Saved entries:
* * *

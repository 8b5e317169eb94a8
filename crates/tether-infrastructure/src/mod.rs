//! # Infrastructure Layer
//!
//! The runtime of the Tether container, built on the domain value model.
//!
//! ## Module Categories
//!
//! ### Declaration
//! | Module | Description |
//! |--------|-------------|
//! | [`bind`] | Bindings, modules, suppliers and disambiguation |
//!
//! ### Resolution
//! | Module | Description |
//! |--------|-------------|
//! | [`container`] | Bootstrap, container, resources and injection sites |
//! | [`scope`] | Built-in scopes and the scope registry |
//!
//! ### Configuration & Observability
//! | Module | Description |
//! |--------|-------------|
//! | [`config`] | Figment configuration from defaults, TOML and environment |
//! | [`constants`] | Centralized configuration constants |
//! | [`logging`] | Structured logging with tracing |

pub mod bind;
pub mod config;
pub mod constants;
pub mod container;
pub mod error_ext;
pub mod logging;
pub mod scope;

// Re-export commonly used types
pub use bind::{Binding, BindingType, Bindings, Module};
pub use config::{ConfigBuilder, ConfigLoader, ContainerConfig};
pub use container::{Bootstrap, Container, ProviderHandle, injector};
pub use error_ext::ErrorContext;
pub use scope::Scopes;
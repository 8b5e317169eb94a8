//! Filling of cached instance slots

use std::cell::RefCell;
use std::collections::HashSet;
use std::sync::Arc;

use once_cell::sync::OnceCell;
use tether_domain::error::{Error, Result};
use tether_domain::object::Object;
use tether_domain::ports::Provider;
use tether_domain::value_objects::Dependency;

thread_local! {
    /// Slots whose provider is running on this thread
    static FILLING: RefCell<HashSet<usize>> = RefCell::new(HashSet::new());
}

struct FillingGuard {
    slot: usize,
}

impl Drop for FillingGuard {
    fn drop(&mut self) {
        FILLING.with(|filling| {
            filling.borrow_mut().remove(&self.slot);
        });
    }
}

/// The instance of `slot`, created by `provider` on first use
///
/// A provider that asks for its own slot again (a resource whose creation
/// requires itself under a different name, so the path check cannot see it)
/// fails with [`Error::DependencyCycle`] instead of blocking forever.
pub(super) fn fill(
    slot: &OnceCell<Object>,
    dependency: &Dependency,
    provider: &dyn Provider,
) -> Result<Object> {
    if let Some(existing) = slot.get() {
        return Ok(Arc::clone(existing));
    }
    let address = slot as *const OnceCell<Object> as usize;
    let entered = FILLING.with(|filling| filling.borrow_mut().insert(address));
    if !entered {
        return Err(Error::DependencyCycle {
            path: dependency.to_string(),
        });
    }
    let _guard = FillingGuard { slot: address };
    slot.get_or_try_init(|| provider.provide()).map(Arc::clone)
}
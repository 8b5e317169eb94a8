//! Modules

use std::any::TypeId;

use tether_domain::error::Result;

use super::bindings::Bindings;

/// A unit of declarations
///
/// Each module type is declared once per bootstrap unless it reports
/// itself as multimodal, in which case every instance is declared.
pub trait Module: Send + Sync + 'static {
    fn declare(&self, bindings: &mut Bindings) -> Result<()>;

    fn is_multimodal(&self) -> bool {
        false
    }

    fn module_type(&self) -> TypeId {
        TypeId::of::<Self>()
    }

    fn name(&self) -> &'static str {
        std::any::type_name::<Self>()
    }
}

* * *

** Assigned task **
Copy each entry exactly.

** Written solution **
repository 8b5e317169eb94a8
filename crates/tether-infrastructure/src/mod.rs
//! # Infrastructure Layer
//!
//! The runtime of the Tether container, built on the domain value model.
//!
//! ## Module Categories
//!
//! ### Declaration
//! | Module | Description |
//! |--------|-------------|
//! | [`bind`] | Bindings, modules, suppliers and disambiguation |
//!
//! ### Resolution
//! | Module | Description |
//! |--------|-------------|
//! | [`container`] | Bootstrap, container, resources and injection sites |
//! | [`scope`] | Built-in scopes and the scope registry |
//!
//! ### Configuration & Observability
//! | Module | Description |
//! |--------|-------------|
//! | [`config`] | Figment configuration from defaults, TOML and environment |
//! | [`constants`] | Centralized configuration constants |
//! | [`logging`] | Structured logging with tracing |

pub mod bind;
pub mod config;
pub mod constants;
pub mod container;
pub mod error_ext;
pub mod logging;
pub mod scope;

// Re-export commonly used types
pub use bind::{Binding, BindingType, Bindings, Module};
pub use config::{ConfigBuilder, ConfigLoader, ContainerConfig};
pub use container::{Bootstrap, Container, ProviderHandle, injector};
pub use error_ext::ErrorContext;
pub use scope::Scopes;
repository 8b5e317169eb94a8
//! Filling of cached instance slots

use std::cell::RefCell;
use std::collections::HashSet;
use std::sync::Arc;

use once_cell::sync::OnceCell;
use tether_domain::error::{Error, Result};
use tether_domain::object::Object;
use tether_domain::ports::Provider;
use tether_domain::value_objects::Dependency;

thread_local! {
    /// Slots whose provider is running on this thread
    static FILLING: RefCell<HashSet<usize>> = RefCell::new(HashSet::new());
}

struct FillingGuard {
    slot: usize,
}

impl Drop for FillingGuard {
    fn drop(&mut self) {
        FILLING.with(|filling| {
            filling.borrow_mut().remove(&self.slot);
        });
    }
}

/// The instance of `slot`, created by `provider` on first use
///
/// A provider that asks for its own slot again (a resource whose creation
/// requires itself under a different name, so the path check cannot see it)
/// fails with [`Error::DependencyCycle`] instead of blocking forever.
pub(super) fn fill(
    slot: &OnceCell<Object>,
    dependency: &Dependency,
    provider: &dyn Provider,
) -> Result<Object> {
    if let Some(existing) = slot.get() {
        return Ok(Arc::clone(existing));
    }
    let address = slot as *const OnceCell<Object> as usize;
    let entered = FILLING.with(|filling| filling.borrow_mut().insert(address));
    if !entered {
        return Err(Error::DependencyCycle {
            path: dependency.to_string(),
        });
    }
    let _guard = FillingGuard { slot: address };
    slot.get_or_try_init(|| provider.provide()).map(Arc::clone)
}
repository 8b5e317169eb94a8
//! Modules

use std::any::TypeId;

use tether_domain::error::Result;

use super::bindings::Bindings;

/// A unit of declarations
///
/// Each module type is declared once per bootstrap unless it reports
/// itself as multimodal, in which case every instance is declared.
pub trait Module: Send + Sync + 'static {
    fn declare(&self, bindings: &mut Bindings) -> Result<()>;

    fn is_multimodal(&self) -> bool {
        false
    }

    fn module_type(&self) -> TypeId {
        TypeId::of::<Self>()
    }

    fn name(&self) -> &'static str {
        std::any::type_name::<Self>()
    }
}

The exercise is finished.